We talked about what I think would be ideal and how I know that won't happen, so I asked him what he will support and vote for. He has signed onto the Obama plan. That's good news to me.
Carolyn talked about having had breast cancer two years ago and knowing her insurance is about to run out. She and Craig have paid for COBRA for 16 months, and it's about to expire. She has two young children, and she worries every day that they'll have to grow up without her, especially if she can't get health coverage. She has run through her savings, and she can't afford a hefty premium. No one should have to worry like that.
We talked about how the emergency room is not access to the health care system. We talked about disease prevention and chronic illness management, and that's where he thinks the system needs the most work. If we can prevent illness or catch it early, it costs a lot less -- both in dollars and in human suffering.
I think Heath Shuler is pretty much with us, but I plan to keep on him to make sure he understands -- really understands -- what's at stake.
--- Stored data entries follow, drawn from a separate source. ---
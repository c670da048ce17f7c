use chrono::Local;
use helperbot_core::CoreError;
use std::path::{Path, PathBuf};
use tokio::fs::OpenOptions;
use tokio::io::AsyncWriteExt;
use tracing::debug;

const TIMESTAMP_FORMAT: &str = "%d/%m/%Y %H:%M:%S";
const RULE: &str = "=========================";

/// One outcome of a scan, as written to the run log.
#[derive(Debug, Clone, PartialEq)]
pub enum RunLogEntry {
    Success { title: String },
    Failure { error: String },
    NoMatch { detail: String },
}

impl RunLogEntry {
    pub fn headline(&self) -> &'static str {
        match self {
            RunLogEntry::Success { .. } => "Bot Action Successful!",
            RunLogEntry::Failure { .. } => "Bot Action Failed!",
            RunLogEntry::NoMatch { .. } => "Bot Didn't Find a Match",
        }
    }

    fn detail(&self) -> String {
        match self {
            RunLogEntry::Success { title } => format!("Script wrote to post: {}", title),
            RunLogEntry::Failure { error } => format!("Error Message: {}", error),
            RunLogEntry::NoMatch { detail } => detail.clone(),
        }
    }

    pub fn render(&self, timestamp: &str) -> String {
        format!(
            "{rule}\n{}\n{}\n{}\n{rule}\n\n",
            self.headline(),
            timestamp,
            self.detail(),
            rule = RULE
        )
    }
}

/// Append-only text log of scan outcomes.
#[derive(Debug, Clone)]
pub struct RunLog {
    path: PathBuf,
}

impl RunLog {
    pub fn new(path: impl Into<PathBuf>) -> Self {
        Self { path: path.into() }
    }

    pub fn path(&self) -> &Path {
        &self.path
    }

    pub async fn record(&self, entry: &RunLogEntry) -> Result<(), CoreError> {
        let timestamp = Local::now().format(TIMESTAMP_FORMAT).to_string();
        let mut file = OpenOptions::new()
            .create(true)
            .append(true)
            .open(&self.path)
            .await?;
        file.write_all(entry.render(&timestamp).as_bytes()).await?;
        file.flush().await?;
        debug!("Appended '{}' to {}", entry.headline(), self.path.display());
        Ok(())
    }
}
use anyhow::{Context, Result};
use clap::{Parser, Subcommand};
use database::SeenStore;
use helperbot_core::{BotConfig, CoreError, ErrorExt, ErrorReporter, FeedMode};
use reddit_client::{RedditClient, RedditOAuth2Config};
use responder::{read_feed, Responder, ScanOutcome};
use std::path::{Path, PathBuf};
use std::process::ExitCode;
use tracing::{error, info};
use tracing_subscriber::EnvFilter;

const DEFAULT_LOG_FILTER: &str =
    "helperbot=info,responder=info,reddit_client=info,database=info";

/// Helperbot: answers newcomer questions on Reddit.
///
/// Scans a subreddit feed, replies once to the first unseen post that looks
/// like a request for help and remembers it so it is never answered twice.
#[derive(Parser)]
#[command(name = "helperbot", version, about)]
struct Cli {
    /// Settings file; a missing file means built-in defaults
    #[arg(long, global = true, default_value = "helperbot.toml")]
    config: PathBuf,

    #[command(subcommand)]
    command: Option<Commands>,
}

#[derive(Subcommand)]
enum Commands {
    /// Keyword scan of the configured subreddit (the default)
    Scan {
        /// Feed ordering, `hot` or `new` (default: from settings)
        #[arg(long)]
        mode: Option<FeedMode>,

        /// Number of posts to inspect (default: from settings)
        #[arg(long, value_parser = clap::value_parser!(u32).range(1..=100))]
        limit: Option<u32>,
    },

    /// Reply a fixed text to the first unseen post matching a pattern
    Search {
        #[arg(long)]
        subreddit: String,

        /// Case-insensitive regular expression tried against title and body
        #[arg(long)]
        pattern: String,

        /// Reply body; `{author}` and `{title}` are substituted
        #[arg(long)]
        reply: String,

        #[arg(long, default_value = "hot")]
        mode: FeedMode,

        #[arg(long, default_value = "5", value_parser = clap::value_parser!(u32).range(1..=100))]
        limit: u32,
    },

    /// Print the title, text and score of posts in a subreddit
    Read {
        #[arg(long)]
        subreddit: String,

        #[arg(long, default_value = "hot")]
        mode: FeedMode,

        #[arg(long, default_value = "5", value_parser = clap::value_parser!(u32).range(1..=100))]
        limit: u32,
    },
}

#[tokio::main(flavor = "current_thread")]
async fn main() -> ExitCode {
    dotenvy::dotenv().ok();

    let filter =
        EnvFilter::try_from_default_env().unwrap_or_else(|_| EnvFilter::new(DEFAULT_LOG_FILTER));
    tracing_subscriber::fmt().with_env_filter(filter).init();

    let cli = Cli::parse();

    match run(cli).await {
        Ok(true) => ExitCode::SUCCESS,
        Ok(false) => ExitCode::FAILURE,
        Err(e) => {
            match e.downcast_ref::<CoreError>() {
                Some(core) => {
                    ErrorReporter::new().report_error(core);
                    eprintln!("{}", core.user_friendly_message());
                }
                None => error!("{:#}", e),
            }
            ExitCode::FAILURE
        }
    }
}

/// Returns `Ok(false)` when a reply was attempted and failed.
async fn run(cli: Cli) -> Result<bool> {
    match cli.command {
        None => scan(&cli.config, None, None).await,
        Some(Commands::Scan { mode, limit }) => scan(&cli.config, mode, limit).await,
        Some(Commands::Search {
            subreddit,
            pattern,
            reply,
            mode,
            limit,
        }) => {
            let config = BotConfig::load_settings(&cli.config)?;
            let mut responder = connect(config).await?;
            let outcome = responder
                .pattern_scan(&subreddit, &pattern, &reply, mode, limit)
                .await?;
            Ok(report(&outcome))
        }
        Some(Commands::Read {
            subreddit,
            mode,
            limit,
        }) => {
            let client = login().await?;
            let posts = read_feed(&client, &subreddit, mode, limit).await?;
            for post in &posts {
                println!("Title: {}", post.title);
                println!("Text: {}", post.selftext);
                println!("Score: {}", post.score);
                println!("---------------------------------");
            }
            Ok(true)
        }
    }
}

async fn scan(config_path: &Path, mode: Option<FeedMode>, limit: Option<u32>) -> Result<bool> {
    let config = BotConfig::load(config_path)?;
    let mode = mode.unwrap_or(config.mode);
    let limit = limit.unwrap_or(config.batch_size);

    let mut responder = connect(config).await?;
    let outcome = responder.keyword_scan(mode, limit).await?;
    Ok(report(&outcome))
}

async fn login() -> Result<RedditClient> {
    let oauth = RedditOAuth2Config::from_env()?;
    let mut client = RedditClient::new(oauth)?;
    client
        .ensure_authenticated()
        .await
        .context("Reddit login failed")?;
    Ok(client)
}

async fn connect(config: BotConfig) -> Result<Responder<RedditClient, SeenStore>> {
    let client = login().await?;
    let store = SeenStore::open(&config.store).await?;
    Ok(Responder::load(client, store, config).await?)
}

fn report(outcome: &ScanOutcome) -> bool {
    match outcome {
        ScanOutcome::Replied { title, score, .. } => {
            info!("Replied to \"{}\" (score {})", title, score);
        }
        ScanOutcome::NoMatch => info!("Nothing to reply to this run"),
        ScanOutcome::Failed { post_id, error } => {
            error.log_error();
            error!("Reply to {} was not posted", post_id);
        }
    }
    !outcome.is_failure()
}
A new study from Families USA shows that only one out of five low- and moderate-income workers who have lost their jobs has been able to maintain health coverage.
Most don't have COBRA protections, so they can't even choose to continue their coverage. Those who are eligible for COBRA -- well, it eats up an average of about 84 percent of one's unemployment benefits, and how many people can afford that?
So, when the numbers come out, I believe in May, imagine what the number of people without health coverage is going to be. Care to bet it's above 50 million?
Imagine the number of people who will die because they can't manage chronic illness or get screening or diagnostic tests. Unless something happens, the 30,000 Americans who die every year now will be joined by thousands more.
I went to a cancer conversation tonight, and one of the main things people think we need to reduce the toll of cancer is access. Access to screening tests, access to second opinions, access to the right chemotherapy (many don't have access to chemotherapy at all) access to quality care, access to information on treatments or better yet, on prevention, access to compassion and to dignity.
The other values people think are missing from American cancer care are compassion and respect. People talked about being treated like cattle when they went to chemotherapy, lined up like milk cows for treatment.
But there were people there who had great things to say about Duke and I can always agree with that. They gave us two more years with Mike.
More about the cancer conversations later.